Your instructions.
In the data below, find every line that has the string "initial", and copy it.

Content starts

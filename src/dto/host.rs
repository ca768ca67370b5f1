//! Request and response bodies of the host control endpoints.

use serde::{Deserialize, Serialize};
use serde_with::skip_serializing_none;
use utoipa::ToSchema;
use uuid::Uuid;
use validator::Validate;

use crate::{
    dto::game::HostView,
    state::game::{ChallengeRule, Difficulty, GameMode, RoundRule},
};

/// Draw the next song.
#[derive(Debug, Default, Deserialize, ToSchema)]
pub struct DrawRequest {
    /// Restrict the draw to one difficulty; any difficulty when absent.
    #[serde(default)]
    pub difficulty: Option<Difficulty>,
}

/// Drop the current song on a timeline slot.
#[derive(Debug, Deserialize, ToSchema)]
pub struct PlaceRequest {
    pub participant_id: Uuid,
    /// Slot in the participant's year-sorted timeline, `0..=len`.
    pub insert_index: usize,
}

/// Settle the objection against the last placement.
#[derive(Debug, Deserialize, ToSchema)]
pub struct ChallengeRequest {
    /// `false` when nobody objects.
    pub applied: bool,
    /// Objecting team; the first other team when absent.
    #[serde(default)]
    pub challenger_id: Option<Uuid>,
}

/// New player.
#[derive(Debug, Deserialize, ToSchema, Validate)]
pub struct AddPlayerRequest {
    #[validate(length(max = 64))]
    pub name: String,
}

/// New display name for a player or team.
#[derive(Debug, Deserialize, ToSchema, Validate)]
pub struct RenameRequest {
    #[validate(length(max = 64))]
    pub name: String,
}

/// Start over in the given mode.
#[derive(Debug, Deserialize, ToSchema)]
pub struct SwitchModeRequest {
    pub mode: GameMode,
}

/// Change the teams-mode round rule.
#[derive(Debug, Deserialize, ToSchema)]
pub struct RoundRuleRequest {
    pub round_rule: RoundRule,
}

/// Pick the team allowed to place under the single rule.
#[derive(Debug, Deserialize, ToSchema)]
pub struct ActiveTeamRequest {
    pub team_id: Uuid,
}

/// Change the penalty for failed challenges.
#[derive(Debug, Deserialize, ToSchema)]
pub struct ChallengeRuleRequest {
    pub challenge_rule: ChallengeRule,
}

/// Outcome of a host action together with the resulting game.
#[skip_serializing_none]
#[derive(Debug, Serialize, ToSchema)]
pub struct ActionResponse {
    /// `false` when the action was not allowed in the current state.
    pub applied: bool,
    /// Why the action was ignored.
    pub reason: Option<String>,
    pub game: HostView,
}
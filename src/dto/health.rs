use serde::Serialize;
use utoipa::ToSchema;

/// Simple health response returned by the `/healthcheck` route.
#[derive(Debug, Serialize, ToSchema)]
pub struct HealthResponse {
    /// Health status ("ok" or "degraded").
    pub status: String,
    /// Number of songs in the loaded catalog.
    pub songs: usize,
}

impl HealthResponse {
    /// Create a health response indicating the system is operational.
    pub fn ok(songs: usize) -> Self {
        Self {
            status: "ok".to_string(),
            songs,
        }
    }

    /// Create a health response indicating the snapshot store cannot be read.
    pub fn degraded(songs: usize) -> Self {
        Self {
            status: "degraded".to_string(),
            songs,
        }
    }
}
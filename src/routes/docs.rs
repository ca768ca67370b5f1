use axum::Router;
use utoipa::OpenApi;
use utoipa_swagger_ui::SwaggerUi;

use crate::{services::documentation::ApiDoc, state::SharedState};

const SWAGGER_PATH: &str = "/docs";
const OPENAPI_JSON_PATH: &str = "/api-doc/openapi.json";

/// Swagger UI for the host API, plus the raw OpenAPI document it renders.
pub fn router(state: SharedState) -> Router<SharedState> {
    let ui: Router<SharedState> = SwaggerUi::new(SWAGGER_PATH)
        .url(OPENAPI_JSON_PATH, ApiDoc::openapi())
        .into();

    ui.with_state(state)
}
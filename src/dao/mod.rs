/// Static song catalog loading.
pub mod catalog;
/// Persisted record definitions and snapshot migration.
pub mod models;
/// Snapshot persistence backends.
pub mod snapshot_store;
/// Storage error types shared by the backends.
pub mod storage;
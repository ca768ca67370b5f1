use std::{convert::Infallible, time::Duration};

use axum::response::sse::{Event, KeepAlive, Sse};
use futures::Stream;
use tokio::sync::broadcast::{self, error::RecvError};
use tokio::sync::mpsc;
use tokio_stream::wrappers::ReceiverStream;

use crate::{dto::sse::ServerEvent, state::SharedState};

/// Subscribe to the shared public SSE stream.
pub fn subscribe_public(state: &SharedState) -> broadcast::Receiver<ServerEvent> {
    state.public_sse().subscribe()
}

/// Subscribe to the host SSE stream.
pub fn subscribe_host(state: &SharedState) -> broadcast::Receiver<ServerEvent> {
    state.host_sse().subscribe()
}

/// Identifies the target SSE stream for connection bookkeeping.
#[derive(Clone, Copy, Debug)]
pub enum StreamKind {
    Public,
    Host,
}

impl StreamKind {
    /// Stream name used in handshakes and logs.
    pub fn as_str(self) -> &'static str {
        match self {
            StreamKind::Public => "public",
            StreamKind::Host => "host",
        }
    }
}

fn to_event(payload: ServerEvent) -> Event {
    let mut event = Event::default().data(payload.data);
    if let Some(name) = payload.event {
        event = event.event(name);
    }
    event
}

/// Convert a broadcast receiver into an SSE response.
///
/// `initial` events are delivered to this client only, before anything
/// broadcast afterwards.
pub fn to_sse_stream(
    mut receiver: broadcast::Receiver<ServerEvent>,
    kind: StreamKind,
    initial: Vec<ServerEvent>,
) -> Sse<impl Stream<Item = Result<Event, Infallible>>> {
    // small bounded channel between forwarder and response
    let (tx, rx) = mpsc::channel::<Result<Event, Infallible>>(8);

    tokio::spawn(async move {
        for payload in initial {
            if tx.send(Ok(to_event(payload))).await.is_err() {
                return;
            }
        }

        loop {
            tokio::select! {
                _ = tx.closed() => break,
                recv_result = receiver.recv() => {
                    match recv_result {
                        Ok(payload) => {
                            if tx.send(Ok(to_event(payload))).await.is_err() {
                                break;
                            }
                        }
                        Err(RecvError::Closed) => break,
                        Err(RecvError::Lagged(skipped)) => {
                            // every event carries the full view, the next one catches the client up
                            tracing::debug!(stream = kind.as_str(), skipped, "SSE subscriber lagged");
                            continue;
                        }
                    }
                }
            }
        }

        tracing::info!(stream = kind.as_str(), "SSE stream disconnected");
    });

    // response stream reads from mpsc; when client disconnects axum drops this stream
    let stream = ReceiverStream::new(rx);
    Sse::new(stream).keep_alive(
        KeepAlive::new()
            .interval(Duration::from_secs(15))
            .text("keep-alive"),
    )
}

Content ends

Answer for the task.
/// `initial` events are delivered to this client only, before anything
    initial: Vec<ServerEvent>,
        for payload in initial {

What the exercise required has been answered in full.